### TASK TO CARRY OUT
A bare number is the only acceptable answer: how many lines of these entries include "static"?

________

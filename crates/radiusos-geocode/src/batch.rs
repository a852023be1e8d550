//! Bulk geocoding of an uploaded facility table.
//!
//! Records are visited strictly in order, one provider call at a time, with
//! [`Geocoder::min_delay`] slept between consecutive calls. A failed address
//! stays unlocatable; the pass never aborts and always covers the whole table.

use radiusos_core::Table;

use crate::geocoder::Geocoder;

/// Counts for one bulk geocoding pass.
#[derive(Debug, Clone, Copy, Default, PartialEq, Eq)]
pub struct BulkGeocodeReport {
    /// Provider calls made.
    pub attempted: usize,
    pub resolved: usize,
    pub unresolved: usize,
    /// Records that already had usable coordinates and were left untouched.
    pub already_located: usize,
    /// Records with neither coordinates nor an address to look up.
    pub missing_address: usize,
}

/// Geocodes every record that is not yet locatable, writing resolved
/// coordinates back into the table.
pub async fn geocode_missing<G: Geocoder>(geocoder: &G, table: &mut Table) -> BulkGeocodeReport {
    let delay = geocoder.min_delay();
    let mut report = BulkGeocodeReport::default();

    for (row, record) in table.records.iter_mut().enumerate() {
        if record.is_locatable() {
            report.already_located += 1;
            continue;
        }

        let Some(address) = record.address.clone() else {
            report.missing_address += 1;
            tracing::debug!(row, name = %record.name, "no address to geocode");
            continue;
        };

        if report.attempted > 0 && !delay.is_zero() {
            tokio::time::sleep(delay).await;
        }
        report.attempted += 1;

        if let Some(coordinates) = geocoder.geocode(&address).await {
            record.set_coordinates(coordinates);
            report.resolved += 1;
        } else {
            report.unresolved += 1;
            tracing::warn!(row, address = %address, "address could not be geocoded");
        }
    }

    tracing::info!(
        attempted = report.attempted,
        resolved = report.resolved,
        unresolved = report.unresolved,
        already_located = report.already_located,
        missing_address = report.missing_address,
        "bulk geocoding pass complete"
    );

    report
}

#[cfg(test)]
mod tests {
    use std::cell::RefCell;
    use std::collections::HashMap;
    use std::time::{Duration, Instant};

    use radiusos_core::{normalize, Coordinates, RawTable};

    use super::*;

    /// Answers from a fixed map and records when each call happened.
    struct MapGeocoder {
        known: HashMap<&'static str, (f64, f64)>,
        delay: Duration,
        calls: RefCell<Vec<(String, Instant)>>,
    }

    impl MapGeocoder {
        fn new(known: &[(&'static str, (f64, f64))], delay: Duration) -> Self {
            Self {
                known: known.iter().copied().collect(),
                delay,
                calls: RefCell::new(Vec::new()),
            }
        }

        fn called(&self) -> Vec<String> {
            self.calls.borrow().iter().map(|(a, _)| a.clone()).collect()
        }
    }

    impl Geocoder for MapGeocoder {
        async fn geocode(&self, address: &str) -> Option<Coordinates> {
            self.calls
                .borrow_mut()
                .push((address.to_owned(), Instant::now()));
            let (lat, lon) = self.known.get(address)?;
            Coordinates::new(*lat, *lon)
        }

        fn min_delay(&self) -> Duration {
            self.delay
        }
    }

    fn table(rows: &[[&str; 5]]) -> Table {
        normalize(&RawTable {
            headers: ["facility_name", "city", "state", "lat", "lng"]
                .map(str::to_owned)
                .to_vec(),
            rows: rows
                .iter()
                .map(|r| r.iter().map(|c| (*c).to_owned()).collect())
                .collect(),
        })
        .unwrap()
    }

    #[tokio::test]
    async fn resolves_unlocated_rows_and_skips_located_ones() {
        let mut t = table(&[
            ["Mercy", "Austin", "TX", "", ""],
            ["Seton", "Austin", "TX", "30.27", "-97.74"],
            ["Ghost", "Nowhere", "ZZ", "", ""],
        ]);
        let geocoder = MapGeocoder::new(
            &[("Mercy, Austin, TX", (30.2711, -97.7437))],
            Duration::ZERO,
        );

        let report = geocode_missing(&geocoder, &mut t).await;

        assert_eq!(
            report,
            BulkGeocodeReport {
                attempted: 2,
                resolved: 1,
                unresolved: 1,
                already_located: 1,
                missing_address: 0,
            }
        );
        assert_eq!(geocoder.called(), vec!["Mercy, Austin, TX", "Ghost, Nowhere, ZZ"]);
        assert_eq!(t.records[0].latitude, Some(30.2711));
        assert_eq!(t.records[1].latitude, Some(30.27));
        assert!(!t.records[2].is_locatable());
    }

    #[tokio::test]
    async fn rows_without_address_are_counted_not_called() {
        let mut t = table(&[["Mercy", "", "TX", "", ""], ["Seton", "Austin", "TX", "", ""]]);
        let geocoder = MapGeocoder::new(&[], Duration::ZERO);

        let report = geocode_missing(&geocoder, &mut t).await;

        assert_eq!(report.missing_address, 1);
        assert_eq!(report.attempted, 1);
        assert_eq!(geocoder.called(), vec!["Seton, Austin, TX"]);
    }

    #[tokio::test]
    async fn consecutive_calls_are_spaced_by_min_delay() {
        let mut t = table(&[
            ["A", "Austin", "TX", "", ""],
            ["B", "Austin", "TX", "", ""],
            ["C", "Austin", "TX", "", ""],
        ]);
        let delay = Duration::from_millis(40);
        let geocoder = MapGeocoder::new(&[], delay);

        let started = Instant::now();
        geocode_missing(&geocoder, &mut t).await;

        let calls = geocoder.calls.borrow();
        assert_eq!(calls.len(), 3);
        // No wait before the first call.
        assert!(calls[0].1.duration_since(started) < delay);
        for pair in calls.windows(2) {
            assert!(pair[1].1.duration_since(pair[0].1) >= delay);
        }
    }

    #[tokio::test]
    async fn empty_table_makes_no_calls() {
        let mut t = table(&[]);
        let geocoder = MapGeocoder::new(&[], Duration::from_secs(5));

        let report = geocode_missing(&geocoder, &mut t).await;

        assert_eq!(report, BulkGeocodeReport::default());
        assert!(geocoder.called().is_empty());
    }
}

________

### EXERCISE RESULT
2